2- High Cholesterol-Have your cholesterol checked yearly. Although high cholesterol can be a factor of the lifestyle we live, it can also be genetic. High cholesterol and cardiovascular disease are frequently not related, but it is better to be cautious. If your cholesterol is high despite being careful about what you eat, this may be a sign of liver congestion, which can be detoxified through various holistic modalities.

3- Excess Abdominal Fat- This is a key marker in cardiovascular disease.

4- Smoking- The evidence is overwhelming that smoking is a high risk factor for both cardiopulmonary and cardiovascular impairment.

5- Poor Diet-A diet high in saturated fats, refined carbohydrates, fried food, and sugar can increase your risk.

6- Hypothyroid Disease- Hypothyroid Disease causes abnormalities in the lipid metabolism, which can accelerate cardiovascular disease

7. Bleeding Gums: Bleeding gums can be a sign of a Vitamin C deficiency and or periodontal disease, which can increase your chances of cardiovascular disease.

8. Genetic history of cardiovascular disease

The clear signs of a heart attack are sudden shortness of breath, pressure in the center of the chest that can radiate down the arm and up the neck, and the feeling of an “elephant” on your chest. So what can you do?

First you need to move your body. Exercise is key to prevention. Try to work out at least thirty minutes a day. This can include a brisk walk, or a more strenuous workout, but make sure you work up a sweat. Don’t be afraid to start slowly, because your stamina will increase.

Nutrition is also key. Make sure you eliminate or minimize all trans fats and white flour products, including white grains such as white rice and white potatoes. Replace them with foods such as brown rice, oats, millet, quinoa, sweet potato, and squash. Eliminate sugar. Cut back on, or eliminate caffeine. Add in garlic, and onions, which can help to lower cholesterol levels. Increase your consumption of healthy fats, rather than saturated fat. Add in olive oil, nuts, (not peanuts) and seeds--especially flax seed. Increase your consumption of vitamin C. Also add in ginger and omega-3 fatty acids, which have shown signs of reducing the risk for heart disease.

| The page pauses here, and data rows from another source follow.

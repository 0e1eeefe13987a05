use serde::{Deserialize, Serialize};

use super::entities::{Application, Candidate, Interview, Job, Score};

// ===== Response envelopes, returned to callers as-is =====

#[derive(Debug, Clone, Serialize, Deserialize)]
pub struct CandidatesResponse {
    pub candidates: Vec<Candidate>,
}

/// The backend answers lookups with `{"candidate": null}` when nothing matched.
#[derive(Debug, Clone, Serialize, Deserialize)]
pub struct CandidateResponse {
    #[serde(default)]
    pub candidate: Option<Candidate>,
}

#[derive(Debug, Clone, Serialize, Deserialize)]
pub struct JobsResponse {
    pub jobs: Vec<Job>,
}

#[derive(Debug, Clone, Serialize, Deserialize)]
pub struct JobResponse {
    pub job: Job,
}

#[derive(Debug, Clone, Serialize, Deserialize)]
pub struct MatchesResponse {
    pub matches: Vec<Score>,
}

#[derive(Debug, Clone, Serialize, Deserialize)]
pub struct TopMatchesResponse {
    pub top_matches: Vec<Score>,
}

#[derive(Debug, Clone, Serialize, Deserialize)]
pub struct ApplicationsResponse {
    pub applications: Vec<Application>,
}

#[derive(Debug, Clone, Serialize, Deserialize)]
pub struct ApplicationCreated {
    pub application_id: i64,
}

#[derive(Debug, Clone, Serialize, Deserialize)]
pub struct InterviewsResponse {
    pub interviews: Vec<Interview>,
}

#[derive(Debug, Clone, Serialize, Deserialize)]
pub struct InterviewResponse {
    pub interview: Interview,
}

#[derive(Debug, Clone, Serialize, Deserialize)]
pub struct InterviewCreated {
    pub interview_id: i64,
}

// ===== Upload Responses =====

#[derive(Debug, Clone, Serialize, Deserialize)]
pub struct ResumeUploadResponse {
    pub message: String,
    pub candidate_id: i64,
    #[serde(default)]
    pub parsed_data: serde_json::Value,
}

#[derive(Debug, Clone, Serialize, Deserialize)]
pub struct JobUploadResponse {
    pub message: String,
    #[serde(default)]
    pub job_id: Option<i64>,
    #[serde(default)]
    pub parsed_data: serde_json::Value,
}

// ===== Request Bodies =====

#[derive(Debug, Serialize)]
pub(crate) struct NewApplication {
    pub candidate_id: i64,
    pub job_id: i64,
}

#[derive(Debug, Serialize)]
#[serde(rename_all = "camelCase")]
pub(crate) struct JobDescriptionUpload<'a> {
    pub job_title: &'a str,
    pub job_description: &'a str,
}
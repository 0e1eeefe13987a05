//! Typed failures callers branch on. Everything else travels as `anyhow::Error`.

use std::path::PathBuf;
use thiserror::Error;

#[derive(Debug, Error)]
pub enum ApiError {
    #[error("Failed to {action}: {status_text}")]
    Status {
        action: &'static str,
        status: u16,
        status_text: String,
        body: String,
    },

    #[error("Candidate not found")]
    CandidateNotFound,
}

impl ApiError {
    pub fn is_not_found(&self) -> bool {
        match self {
            ApiError::Status { status, .. } => *status == 404,
            ApiError::CandidateNotFound => true,
        }
    }

    /// Finds an `ApiError` anywhere in an error chain.
    pub fn find(err: &anyhow::Error) -> Option<&ApiError> {
        err.chain().find_map(|cause| cause.downcast_ref::<ApiError>())
    }
}

#[derive(Debug, Error)]
pub enum UploadError {
    #[error("Invalid file type: {file_name} is not a {expected} file")]
    InvalidFileType {
        file_name: String,
        expected: &'static str,
    },

    #[error("Could not read {}", path.display())]
    Unreadable {
        path: PathBuf,
        #[source]
        source: std::io::Error,
    },

    #[error("{0} is empty")]
    Empty(String),
}
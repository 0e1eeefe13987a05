// src/email.rs
//! Candidate notifications: HTML bodies and SMTP delivery.

use anyhow::{Context, Result};
use lettre::message::header::ContentType;
use lettre::message::Mailbox;
use lettre::transport::smtp::authentication::Credentials;
use lettre::{Message, SmtpTransport, Transport};
use tracing::{error, info};

use crate::core::config_manager::SmtpConfig;

/// Escape text interpolated into the HTML templates.
fn escape_html(text: &str) -> String {
    let mut out = String::with_capacity(text.len());
    for c in text.chars() {
        match c {
            '&' => out.push_str("&amp;"),
            '<' => out.push_str("&lt;"),
            '>' => out.push_str("&gt;"),
            '"' => out.push_str("&quot;"),
            '\'' => out.push_str("&#39;"),
            _ => out.push(c),
        }
    }
    out
}

pub fn application_confirmation_email(candidate_name: &str, job_title: &str, company: &str) -> String {
    format!(
        r#"
    <div style="font-family: Arial, sans-serif; max-width: 600px; margin: 0 auto;">
      <h2>Application Confirmation</h2>
      <p>Hello {name},</p>
      <p>Your application for the <strong>{title}</strong> position at <strong>{company}</strong> has been successfully submitted.</p>
      <p>The recruiter will review your application and get back to you soon.</p>
      <p>You can track the status of your application in your TalentMatch dashboard.</p>
      <p>Best regards,<br>The TalentMatch Team</p>
    </div>
  "#,
        name = escape_html(candidate_name),
        title = escape_html(job_title),
        company = escape_html(company),
    )
}

pub fn interview_invitation_email(
    candidate_name: &str,
    job_title: &str,
    company: &str,
    interview_date: &str,
    interview_time: &str,
    video_link: &str,
) -> String {
    format!(
        r#"
    <div style="font-family: Arial, sans-serif; max-width: 600px; margin: 0 auto;">
      <h2>Interview Invitation</h2>
      <p>Hello {name},</p>
      <p>We're pleased to invite you to an interview for the <strong>{title}</strong> position at <strong>{company}</strong>.</p>
      <p><strong>Date:</strong> {date}</p>
      <p><strong>Time:</strong> {time}</p>
      <p>The interview will be conducted via video conference. Please click the link below at the scheduled time:</p>
      <p><a href="{link}" style="display: inline-block; background-color: #4f46e5; color: white; padding: 10px 20px; text-decoration: none; border-radius: 4px;">Join Interview</a></p>
      <p>If you have any questions or need to reschedule, please contact us.</p>
      <p>Best regards,<br>The TalentMatch Team</p>
    </div>
  "#,
        name = escape_html(candidate_name),
        title = escape_html(job_title),
        company = escape_html(company),
        date = escape_html(interview_date),
        time = escape_html(interview_time),
        link = escape_html(video_link),
    )
}

/// "2024-06-03" becomes "Monday, June 3, 2024"; anything else is kept as is.
pub fn format_interview_date(date: &str) -> String {
    chrono::NaiveDate::parse_from_str(date.trim(), "%Y-%m-%d")
        .map(|d| d.format("%A, %B %-d, %Y").to_string())
        .unwrap_or_else(|_| date.to_string())
}

pub fn interview_invitation_subject(job_title: &str, company: &str) -> String {
    format!("Interview Invitation: {} at {}", job_title, company)
}

pub struct Mailer {
    config: SmtpConfig,
}

impl Mailer {
    pub fn from_config(config: SmtpConfig) -> Self {
        Self { config }
    }

    /// Send one HTML message. SMTP is blocking, so it runs off the runtime.
    pub async fn send(&self, to: &str, subject: &str, html: &str) -> Result<()> {
        let message = self.build_message(to, subject, html)?;
        let transport = self.transport()?;

        let result = tokio::task::spawn_blocking(move || transport.send(&message))
            .await
            .context("Email task failed to execute")?;

        match result {
            Ok(_) => {
                info!("Email sent to {}", to);
                Ok(())
            }
            Err(e) => {
                error!("Error sending email to {}: {}", to, e);
                Err(anyhow::Error::new(e).context("Failed to send email"))
            }
        }
    }

    fn build_message(&self, to: &str, subject: &str, html: &str) -> Result<Message> {
        Message::builder()
            .from(
                self.config
                    .from
                    .parse::<Mailbox>()
                    .with_context(|| format!("Invalid sender address: {}", self.config.from))?,
            )
            .to(to
                .parse::<Mailbox>()
                .with_context(|| format!("Invalid recipient address: {}", to))?)
            .subject(subject)
            .header(ContentType::TEXT_HTML)
            .body(html.to_string())
            .context("Failed to build email")
    }

    fn transport(&self) -> Result<SmtpTransport> {
        let builder = if self.config.secure {
            SmtpTransport::relay(&self.config.host)
        } else {
            SmtpTransport::starttls_relay(&self.config.host)
        }
        .with_context(|| format!("Invalid SMTP host: {}", self.config.host))?;

        let credentials = Credentials::new(self.config.user.clone(), self.config.password.clone());
        Ok(builder
            .port(self.config.port)
            .credentials(credentials)
            .build())
    }
}

#[cfg(test)]
mod tests {
    use super::*;

    fn smtp() -> SmtpConfig {
        SmtpConfig {
            host: "smtp.example.com".into(),
            port: 587,
            secure: false,
            user: "user@example.com".into(),
            password: "password".into(),
            from: "TalentMatch <noreply@talentmatch.com>".into(),
        }
    }

    #[test]
    fn test_confirmation_escapes_values() {
        let html = application_confirmation_email("Ada <script>", "Rust & Go Engineer", "Acme");
        assert!(html.contains("Hello Ada &lt;script&gt;,"));
        assert!(html.contains("<strong>Rust &amp; Go Engineer</strong>"));
        assert!(html.contains("<strong>Acme</strong>"));
    }

    #[test]
    fn test_invitation_contains_link_and_schedule() {
        let html = interview_invitation_email(
            "Ada",
            "Engineer",
            "Acme",
            "Monday, June 3, 2024",
            "10:00",
            "https://meet.jit.si/interview-1#config.prejoinPageEnabled=false&config.disableDeepLinking=true",
        );
        assert!(html.contains("<strong>Date:</strong> Monday, June 3, 2024"));
        assert!(html.contains(
            r#"href="https://meet.jit.si/interview-1#config.prejoinPageEnabled=false&amp;config.disableDeepLinking=true""#
        ));
        assert_eq!(
            interview_invitation_subject("Engineer", "Acme"),
            "Interview Invitation: Engineer at Acme"
        );
    }

    #[test]
    fn test_format_interview_date() {
        assert_eq!(format_interview_date("2024-06-03"), "Monday, June 3, 2024");
        assert_eq!(format_interview_date("next week"), "next week");
    }

    #[test]
    fn test_message_building() {
        let mailer = Mailer::from_config(smtp());
        assert!(mailer.build_message("ada@example.com", "Hi", "<p>x</p>").is_ok());
        assert!(mailer.build_message("not an address", "Hi", "<p>x</p>").is_err());
        assert!(mailer.transport().is_ok());
    }
}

Find outlets for stress. Although a heart condition can be genetic, oftentimes it is lifestyle induced. Stress can contribute to inflammation and disease, and it is important to recognize when you need a break. Establish a healthy bedtime routine. Find ways to unwind from the day. Find people and activities that bring you joy. Journal and express yourself. Find ways to nourish your spirit and your body will return the favor.